未來社(短歌結社でなく、出版社)の、「季刊 未来 2016年1月1日発行」(PR誌)を

ぱらぱらと捲っていたら、あら、たいへん石原吉郎のことが書かれている。




本誌10ページにも及ぶ郷原宏氏の重厚な評論である。

わたしは「詩」のことは門外漢(笑)なので、しっかりと理解はできないのだが、

それでもマーカーを引き引き読んだ。






       略ー昭和二十年(一九四五)八月に始まる日本の戦後は、

       石原にとってはまだ戦中だった。


というのも、石原吉郎がスターリンの死去にともなう特赦により重労働二十五年の

刑を解かれ、引揚船「舞鶴」で帰還したのは、昭和二十八年(一九五三)十二月だった

からだ。その十二月二日まで大日本帝国陸軍に属していたことになる。自筆年譜

十二月三日には下記のように記す。





       午後、東京、東北、北海道方面向けに編成され、舞鶴駅を出発。

       駅頭で日共党員が「諸君を待つものは、ただ飢餓と失業だけである」と

       演説し、激昂した帰還者の手で袋だたきにされる。






そして、この事件について石原吉郎はその後なにも語っていない。

そのことについて郷原氏は次のように記している。




       略ーすなわち石原がそこに見たものは、言葉はそのままでは決して

       他人には伝わらないという酷薄な現実だった。正確であればあるだけ、

       言葉は人を傷つける。しかし正確でなければ、言葉で自己を表現する

       意味がない。

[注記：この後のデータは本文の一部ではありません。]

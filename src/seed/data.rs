//! Fixed seed data: the catalog and the member roster

/// (title, author, ISBN)
pub const CATALOG: [(&str, &str, &str); 20] = [
    ("To Kill a Mockingbird", "Harper Lee", "978-0-06-112008-4"),
    ("1984", "George Orwell", "978-0-45-152493-5"),
    ("Pride and Prejudice", "Jane Austen", "978-0-14-143951-8"),
    ("The Great Gatsby", "F. Scott Fitzgerald", "978-0-74-327356-5"),
    ("One Hundred Years of Solitude", "Gabriel Garcia Marquez", "978-0-06-088328-7"),
    ("The Catcher in the Rye", "J.D. Salinger", "978-0-31-676948-0"),
    ("Brave New World", "Aldous Huxley", "978-0-06-085052-4"),
    ("The Lord of the Rings", "J.R.R. Tolkien", "978-0-54-400341-5"),
    ("Harry Potter and the Sorcerer's Stone", "J.K. Rowling", "978-0-59-035342-7"),
    ("The Hobbit", "J.R.R. Tolkien", "978-0-54-792822-7"),
    ("Fahrenheit 451", "Ray Bradbury", "978-1-45-167331-9"),
    ("Jane Eyre", "Charlotte Bronte", "978-0-14-144114-6"),
    ("Wuthering Heights", "Emily Bronte", "978-0-14-143955-6"),
    ("The Odyssey", "Homer", "978-0-14-026886-7"),
    ("Crime and Punishment", "Fyodor Dostoevsky", "978-0-14-310763-5"),
    ("War and Peace", "Leo Tolstoy", "978-0-14-044793-4"),
    ("Anna Karenina", "Leo Tolstoy", "978-0-14-303500-8"),
    ("The Brothers Karamazov", "Fyodor Dostoevsky", "978-0-37-441122-3"),
    ("Moby-Dick", "Herman Melville", "978-0-14-243724-7"),
    ("Don Quixote", "Miguel de Cervantes", "978-0-06-093434-7"),
];

/// (name, email)
pub const ROSTER: [(&str, &str); 15] = [
    ("Emma Thompson", "emma.thompson@gmail.com"),
    ("James Wilson", "james.wilson@outlook.com"),
    ("Sofia Rodriguez", "sofia.rodriguez@yahoo.com"),
    ("Michael Chen", "michael.chen@gmail.com"),
    ("Olivia Johnson", "olivia.johnson@hotmail.com"),
    ("William Davis", "william.davis@gmail.com"),
    ("Isabella Martinez", "isabella.martinez@outlook.com"),
    ("Alexander Brown", "alex.brown@yahoo.com"),
    ("Mia Anderson", "mia.anderson@gmail.com"),
    ("Benjamin Taylor", "ben.taylor@hotmail.com"),
    ("Charlotte White", "charlotte.white@gmail.com"),
    ("Daniel Harris", "daniel.harris@outlook.com"),
    ("Amelia Clark", "amelia.clark@yahoo.com"),
    ("Henry Lewis", "henry.lewis@gmail.com"),
    ("Sophia Walker", "sophia.walker@hotmail.com"),
];
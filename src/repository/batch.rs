//! Two-phase batch inserts: stage records in memory, then flush them

use super::BatchStore;
use crate::error::AppResult;

/// Records waiting to be written in one transaction
#[derive(Debug, Clone)]
pub struct Batch<T> {
    staged: Vec<T>,
}

impl<T> Default for Batch<T> {
    fn default() -> Self {
        Self { staged: Vec::new() }
    }
}

impl<T> Batch<T> {
    pub fn new() -> Self {
        Self::default()
    }

    /// Add a record to the batch. Nothing touches the database yet.
    pub fn stage(&mut self, record: T) {
        self.staged.push(record);
    }

    pub fn len(&self) -> usize {
        self.staged.len()
    }

    pub fn is_empty(&self) -> bool {
        self.staged.is_empty()
    }
}

impl<T: Sync> Batch<T> {
    /// Insert all staged records, commit, then re-fetch them by generated id.
    ///
    /// Returned records keep staging order. If any insert fails the
    /// transaction is rolled back and nothing from this batch persists.
    pub async fn flush<S>(self, store: &S) -> AppResult<Vec<S::Record>>
    where
        S: BatchStore<T>,
    {
        if self.staged.is_empty() {
            return Ok(Vec::new());
        }

        let ids = store.insert_batch(&self.staged).await?;

        let mut records = Vec::with_capacity(ids.len());
        for id in ids {
            records.push(store.fetch(id).await?);
        }
        Ok(records)
    }
}

impl<T> FromIterator<T> for Batch<T> {
    fn from_iter<I: IntoIterator<Item = T>>(iter: I) -> Self {
        Self {
            staged: iter.into_iter().collect(),
        }
    }
}

impl<T> Extend<T> for Batch<T> {
    fn extend<I: IntoIterator<Item = T>>(&mut self, iter: I) {
        self.staged.extend(iter);
    }
}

ーー略





まだ、まだこの考察は続くのだが、全てが郷原氏の引用になってしまうので、

このへんで閉じる。

この文章のタイトルは、たぶん石原吉郎のシベリア・エッセイ『望郷の海』から

とられているのだろう。「岸辺のない海」って、なんだかものがなしい。





ともかく読んでほしい。大きな書店に行けばこの冊子はいただくことが出来る。

川上未映子さんがいつだったか、石原吉郎のエッセイのことを朝日新聞紙上で

語っていたが、この「岸辺のない海」は、読んでくれたかなぁ。